• Work instructions: Gather every line in the records below that contains the word "CustomerId".

• Supplied information:
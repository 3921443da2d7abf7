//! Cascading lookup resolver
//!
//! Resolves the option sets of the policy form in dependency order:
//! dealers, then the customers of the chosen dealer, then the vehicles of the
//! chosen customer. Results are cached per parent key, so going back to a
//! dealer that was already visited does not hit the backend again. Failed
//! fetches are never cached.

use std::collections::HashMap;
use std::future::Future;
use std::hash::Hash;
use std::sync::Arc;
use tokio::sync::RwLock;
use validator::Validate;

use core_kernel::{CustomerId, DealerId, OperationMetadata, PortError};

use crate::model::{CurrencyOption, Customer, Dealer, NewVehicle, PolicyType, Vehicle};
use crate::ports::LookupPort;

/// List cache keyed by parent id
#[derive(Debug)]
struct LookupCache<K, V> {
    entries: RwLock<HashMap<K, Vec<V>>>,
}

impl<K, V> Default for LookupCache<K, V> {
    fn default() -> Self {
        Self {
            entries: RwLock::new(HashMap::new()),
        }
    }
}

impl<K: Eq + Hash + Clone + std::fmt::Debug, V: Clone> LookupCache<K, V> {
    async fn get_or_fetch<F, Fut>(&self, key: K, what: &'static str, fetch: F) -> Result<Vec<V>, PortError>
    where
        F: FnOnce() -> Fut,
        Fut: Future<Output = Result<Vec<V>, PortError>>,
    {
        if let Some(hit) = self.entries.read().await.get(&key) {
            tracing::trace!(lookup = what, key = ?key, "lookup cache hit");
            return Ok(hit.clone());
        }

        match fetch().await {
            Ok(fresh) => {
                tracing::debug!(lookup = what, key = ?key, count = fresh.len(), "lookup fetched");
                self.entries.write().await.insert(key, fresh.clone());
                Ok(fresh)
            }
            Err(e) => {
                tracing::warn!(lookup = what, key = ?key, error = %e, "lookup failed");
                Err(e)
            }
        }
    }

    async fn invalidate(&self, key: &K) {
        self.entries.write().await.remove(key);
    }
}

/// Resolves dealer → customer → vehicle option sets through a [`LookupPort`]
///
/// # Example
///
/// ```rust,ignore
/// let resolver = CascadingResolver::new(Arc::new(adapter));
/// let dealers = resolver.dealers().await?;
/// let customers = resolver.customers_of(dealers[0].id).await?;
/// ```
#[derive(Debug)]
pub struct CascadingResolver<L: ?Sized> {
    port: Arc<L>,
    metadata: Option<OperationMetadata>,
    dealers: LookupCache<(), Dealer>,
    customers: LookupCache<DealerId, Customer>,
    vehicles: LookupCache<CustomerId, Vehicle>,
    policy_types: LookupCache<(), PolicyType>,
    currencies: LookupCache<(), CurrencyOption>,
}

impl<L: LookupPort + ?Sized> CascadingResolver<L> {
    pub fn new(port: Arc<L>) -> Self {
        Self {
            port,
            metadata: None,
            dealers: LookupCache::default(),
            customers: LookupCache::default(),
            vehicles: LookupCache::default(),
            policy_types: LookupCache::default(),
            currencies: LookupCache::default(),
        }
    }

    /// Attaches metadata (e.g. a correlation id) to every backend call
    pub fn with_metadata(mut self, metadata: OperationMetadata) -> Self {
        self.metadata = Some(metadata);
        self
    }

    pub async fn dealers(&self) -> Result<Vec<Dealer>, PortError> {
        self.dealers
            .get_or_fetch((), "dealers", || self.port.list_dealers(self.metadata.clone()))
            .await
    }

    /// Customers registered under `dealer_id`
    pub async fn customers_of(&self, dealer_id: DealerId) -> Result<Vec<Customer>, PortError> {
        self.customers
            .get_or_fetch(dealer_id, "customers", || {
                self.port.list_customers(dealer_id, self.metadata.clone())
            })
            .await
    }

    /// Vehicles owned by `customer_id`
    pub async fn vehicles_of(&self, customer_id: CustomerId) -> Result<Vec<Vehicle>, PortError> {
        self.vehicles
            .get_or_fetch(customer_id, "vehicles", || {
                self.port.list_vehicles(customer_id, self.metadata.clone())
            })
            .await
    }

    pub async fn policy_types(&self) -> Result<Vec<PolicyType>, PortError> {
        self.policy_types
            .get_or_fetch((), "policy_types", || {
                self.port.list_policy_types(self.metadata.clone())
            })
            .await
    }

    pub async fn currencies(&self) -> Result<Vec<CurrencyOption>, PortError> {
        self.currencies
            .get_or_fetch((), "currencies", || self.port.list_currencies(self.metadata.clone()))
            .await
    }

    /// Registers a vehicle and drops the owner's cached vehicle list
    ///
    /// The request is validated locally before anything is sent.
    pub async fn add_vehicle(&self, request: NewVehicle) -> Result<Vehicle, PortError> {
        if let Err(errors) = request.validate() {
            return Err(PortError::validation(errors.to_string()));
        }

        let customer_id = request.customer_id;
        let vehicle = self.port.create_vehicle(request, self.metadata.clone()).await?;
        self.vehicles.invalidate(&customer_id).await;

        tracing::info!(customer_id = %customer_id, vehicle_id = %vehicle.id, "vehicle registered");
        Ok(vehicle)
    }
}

• Task response:
use core_kernel::{CustomerId, DealerId, OperationMetadata, PortError};
    vehicles: LookupCache<CustomerId, Vehicle>,
    pub async fn vehicles_of(&self, customer_id: CustomerId) -> Result<Vec<Vehicle>, PortError> {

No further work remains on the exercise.